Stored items
......
//! The boundary to whatever actually drives the burner.
//!
//! Request/response calls resolve once the backend accepted or refused the
//! command; the effect of an operation is reported later on the push channel
//! returned by [`DiscBackend::subscribe`].

use std::time::Duration;

use async_trait::async_trait;
use tokio::sync::broadcast;

use super::error::BackendError;
use super::events::BackendEvent;
use super::job::Job;
use super::models::{BlankMode, Device, FormatMode, JobId, MediaInfo, SpeedOption};
use super::project::{BurnOptions, Project};

/// Capacity of a backend's push channel. Receivers that fall further behind
/// observe a lag and reconcile by polling.
pub const EVENT_CHANNEL_CAPACITY: usize = 256;

#[async_trait]
pub trait DiscBackend: Send + Sync {
    async fn start_burn(
        &self,
        project: &Project,
        device_path: &str,
        options: &BurnOptions,
    ) -> Result<JobId, BackendError>;

    async fn cancel_burn(&self, job_id: &str) -> Result<(), BackendError>;

    /// `None` means the backend did not assign an id.
    async fn blank_disc(
        &self,
        device_path: &str,
        mode: BlankMode,
    ) -> Result<Option<JobId>, BackendError>;

    /// `None` means the backend did not assign an id.
    async fn format_disc(
        &self,
        device_path: &str,
        mode: FormatMode,
    ) -> Result<Option<JobId>, BackendError>;

    async fn get_job_status(&self, job_id: &str) -> Result<Option<Job>, BackendError>;

    async fn list_devices(&self) -> Result<Vec<Device>, BackendError>;

    async fn get_media_info(&self, device_path: &str) -> Result<MediaInfo, BackendError>;

    async fn get_speeds(&self, device_path: &str) -> Result<Vec<SpeedOption>, BackendError>;

    async fn eject_disc(&self, device_path: &str) -> Result<(), BackendError>;

    /// Join the push channel. Each receiver sees events sent after it joined.
    fn subscribe(&self) -> broadcast::Receiver<BackendEvent>;

    /// Start watching for drives appearing and disappearing.
    fn start_monitor(&self, _interval: Duration) {}

    /// Stop background work. Running operations are cancelled.
    fn stop(&self) {}

    fn name(&self) -> &'static str;
}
......
Exercise prompt
Each of the records is to be written out again exactly.

Finished exercise
//! The boundary to whatever actually drives the burner.
//!
//! Request/response calls resolve once the backend accepted or refused the
//! command; the effect of an operation is reported later on the push channel
//! returned by [`DiscBackend::subscribe`].

use std::time::Duration;

use async_trait::async_trait;
use tokio::sync::broadcast;

use super::error::BackendError;
use super::events::BackendEvent;
use super::job::Job;
use super::models::{BlankMode, Device, FormatMode, JobId, MediaInfo, SpeedOption};
use super::project::{BurnOptions, Project};

/// Capacity of a backend's push channel. Receivers that fall further behind
/// observe a lag and reconcile by polling.
pub const EVENT_CHANNEL_CAPACITY: usize = 256;

#[async_trait]
pub trait DiscBackend: Send + Sync {
    async fn start_burn(
        &self,
        project: &Project,
        device_path: &str,
        options: &BurnOptions,
    ) -> Result<JobId, BackendError>;

    async fn cancel_burn(&self, job_id: &str) -> Result<(), BackendError>;

    /// `None` means the backend did not assign an id.
    async fn blank_disc(
        &self,
        device_path: &str,
        mode: BlankMode,
    ) -> Result<Option<JobId>, BackendError>;

    /// `None` means the backend did not assign an id.
    async fn format_disc(
        &self,
        device_path: &str,
        mode: FormatMode,
    ) -> Result<Option<JobId>, BackendError>;

    async fn get_job_status(&self, job_id: &str) -> Result<Option<Job>, BackendError>;

    async fn list_devices(&self) -> Result<Vec<Device>, BackendError>;

    async fn get_media_info(&self, device_path: &str) -> Result<MediaInfo, BackendError>;

    async fn get_speeds(&self, device_path: &str) -> Result<Vec<SpeedOption>, BackendError>;

    async fn eject_disc(&self, device_path: &str) -> Result<(), BackendError>;

    /// Join the push channel. Each receiver sees events sent after it joined.
    fn subscribe(&self) -> broadcast::Receiver<BackendEvent>;

    /// Start watching for drives appearing and disappearing.
    fn start_monitor(&self, _interval: Duration) {}

    /// Stop background work. Running operations are cancelled.
    fn stop(&self) {}

    fn name(&self) -> &'static str;
}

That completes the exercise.